In line with other higher education institutions in the country, e-learning is high on the agenda at London Metropolitan University. Guidelines regarding the use of a learning management system were issued some years ago and programmes of staff development organised by technical staff. However, it soon became clear that there are no simple solutions to match the “full complexity of professional learning for e-learning practitioners” (Sharpe and Oliver 2007, p. 126). It was felt that, in order for lecturers to fully engage with the new tools, another kind of support was needed.

Teams of “Blended Learning Advisers” were created in each faculty to meet this need. Their remit was to encourage and support colleagues in making use of new technologies to enhance their teaching. This approach was in tune with Sappey and Relf's (2010) emphasis on “capacity building at the teaching faculty level through training embodied in the academic identity” (paragraph 6). In other words, the idea behind the champion movement was to effect change within horizontal rather than vertical structures, with a focus on individual tutors’ diverse needs rather than through a blanket, one-size-fits-all strategy.

The Blended Learning Advisers at London Metropolitan University led a series of workshops and mentoring sessions, which on the whole received positive feedback from colleagues. But perhaps more than their informative content, it was their value as a platform for exchanging views and perceptions that was appreciated, a space where tutors’ voices could be heard. Following on from this, the idea was born to find a larger outlet for some of these voices and share some inspiring stories.

The approach

The aim of the project is to stimulate reflection on the practical and emotional conditions that can be conducive to the process of adapting to new technologies. The research adopts a narrative methodology, listening to and presenting life stories, in the belief that dispositions and attitudes to change in the workplace are moulded by life experiences. The choice of methodological approach was therefore guided by the following imperative: no hypothesis would be made, no answer given, but stories would be told that could both inspire actions and raise questions. Such an approach follows on principles for writing advocated, for example, by Richardson and St Pierre (2008). Similarly, Jewitt and Kress (2003) suggest that “opening up questions is … more useful … than suggesting unsustainable certainties” (p. 4).

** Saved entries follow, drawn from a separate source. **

//! Black-box function evaluation.
use crate::errors::{BoError, Result};
use argmin::core::CostFunction;
use gpbox_gp::{Dataset, Posterior};
use ndarray::{Array2, ArrayView2};
use std::collections::BTreeMap;

/// Tag of the objective function to be minimized
pub const OBJECTIVE: &str = "OBJECTIVE";

/// Observations by function tag
pub type Datasets = BTreeMap<String, Dataset>;
/// Posteriors by function tag
pub type Posteriors = BTreeMap<String, Posterior>;

/// A black-box function mapping (n, d) points to (n, m) observations
pub type EvalFn = Box<dyn Fn(&ArrayView2<f64>) -> anyhow::Result<Array2<f64>> + Send + Sync>;

/// Evaluates a set of tagged functions at the same query points.
///
/// It is the problem driven by the [`DecisionMaker`](crate::DecisionMaker) loop,
/// evaluations are counted by the `argmin` executor under the `cost_count` key.
#[derive(Default)]
pub struct FunctionEvaluator {
    functions: BTreeMap<String, EvalFn>,
}

/// Builds an evaluator from infallible functions indexed by tag
pub fn build_function_evaluator<F>(functions: BTreeMap<String, F>) -> FunctionEvaluator
where
    F: Fn(&ArrayView2<f64>) -> Array2<f64> + Send + Sync + 'static,
{
    functions
        .into_iter()
        .fold(FunctionEvaluator::default(), |evaluator, (tag, f)| {
            evaluator.with_function(&tag, f)
        })
}

impl FunctionEvaluator {
    /// Adds (or replaces) the function evaluated under `tag`
    pub fn with_function<F>(self, tag: &str, f: F) -> Self
    where
        F: Fn(&ArrayView2<f64>) -> Array2<f64> + Send + Sync + 'static,
    {
        self.with_fallible_function(tag, move |x: &ArrayView2<f64>| Ok(f(x)))
    }

    /// Adds (or replaces) a function which may fail under `tag`
    pub fn with_fallible_function<F>(mut self, tag: &str, f: F) -> Self
    where
        F: Fn(&ArrayView2<f64>) -> anyhow::Result<Array2<f64>> + Send + Sync + 'static,
    {
        self.functions.insert(tag.to_string(), Box::new(f));
        self
    }

    /// Tags of the evaluated functions
    pub fn tags(&self) -> impl Iterator<Item = &String> {
        self.functions.keys()
    }

    /// One dataset per tag holding the observations of the function at `x`
    pub fn evaluate(&self, x: &ArrayView2<f64>) -> Result<Datasets> {
        self.functions
            .iter()
            .map(|(tag, f)| {
                let y = f(x).map_err(|err| {
                    BoError::EvaluationError(format!("function {tag} failed: {err:#}"))
                })?;
                Ok((tag.clone(), Dataset::new(x, &y)?))
            })
            .collect()
    }
}

impl CostFunction for FunctionEvaluator {
    /// Type of the parameter vector
    type Param = Array2<f64>;
    /// Type of the return value computed by the cost function
    type Output = Datasets;

    /// Apply the cost function to a parameter `p`
    fn cost(&self, p: &Self::Param) -> std::result::Result<Self::Output, argmin::core::Error> {
        Ok(self.evaluate(&p.view())?)
    }
}
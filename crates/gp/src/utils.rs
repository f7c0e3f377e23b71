use crate::errors::{GpError, Result};
use ndarray::{Array1, Array2, ArrayView2, Zip};

const SQRT_2PI: f64 = 2.5066282746310007;

/// Cumulative distribution function of the standard normal law
pub fn norm_cdf(x: f64) -> f64 {
    0.5 * libm::erfc(-x / std::f64::consts::SQRT_2)
}

/// Probability density function of the standard normal law
pub fn norm_pdf(x: f64) -> f64 {
    (-0.5 * x * x).exp() / SQRT_2PI
}

/// Inputs divided component-wise by the lengthscales.
///
/// `lengthscale` has either one component (isotropic) or `x.ncols()` components (ARD).
pub(crate) fn scale_inputs(x: &ArrayView2<f64>, lengthscale: &Array1<f64>) -> Result<Array2<f64>> {
    if lengthscale.len() != 1 && lengthscale.len() != x.ncols() {
        return Err(GpError::DimensionMismatchError(format!(
            "{} lengthscales given for {}-dimensional inputs",
            lengthscale.len(),
            x.ncols()
        )));
    }
    Ok(x / lengthscale)
}

/// Euclidean distances between each row of x and each row of y as a (nrows(x), nrows(y)) matrix
pub(crate) fn cross_distances(x: &ArrayView2<f64>, y: &ArrayView2<f64>) -> Result<Array2<f64>> {
    if x.ncols() != y.ncols() {
        return Err(GpError::DimensionMismatchError(format!(
            "points of dimension {} compared with points of dimension {}",
            x.ncols(),
            y.ncols()
        )));
    }
    let mut dist = Array2::zeros((x.nrows(), y.nrows()));
    Zip::indexed(&mut dist).par_for_each(|(i, j), d| {
        *d = Zip::from(x.row(i))
            .and(y.row(j))
            .fold(0., |acc, a, b| acc + (a - b) * (a - b))
            .sqrt();
    });
    Ok(dist)
}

Given the resistance of some tutors to new technologies, it is indeed important for the project not to be seen to offer models to follow. Rather, the project should stimulate a process of self-reflection to help individuals gain a better understanding about their own attitudes towards the use of new technologies, so as to develop a personal strategy and determine what kind of training and support they need.

The project therefore adheres to a collaborative and constructive approach, whereby all people engaged, whether narrators, researchers or readers (listeners), construct narratives of past experiences to help shape future experiences. A narrative methodology imposes itself as most appropriate for the purpose but also most likely to acknowledge the complexity of people's lives and honour what Clandinin and Rosiek (2007) call “lived experience as a source of important knowledge and understanding.” (p. 42). The tutors’ narratives would not serve to develop theories but rather reconstruct individual cases. We wanted to avoid the temptation to develop categories of elements that may be seen to contribute to successful adaptation to new technologies. The focus of this research is on the participants’ own theories and interpretations and the narratives in which they are presented. Our approach therefore follows Chase's (2005) description of the interpretive process as “listening to the voices within the narratives rather than locating distinct themes across them” (p. 663–author's italics). These voices can be multiple and constitute stories within the story.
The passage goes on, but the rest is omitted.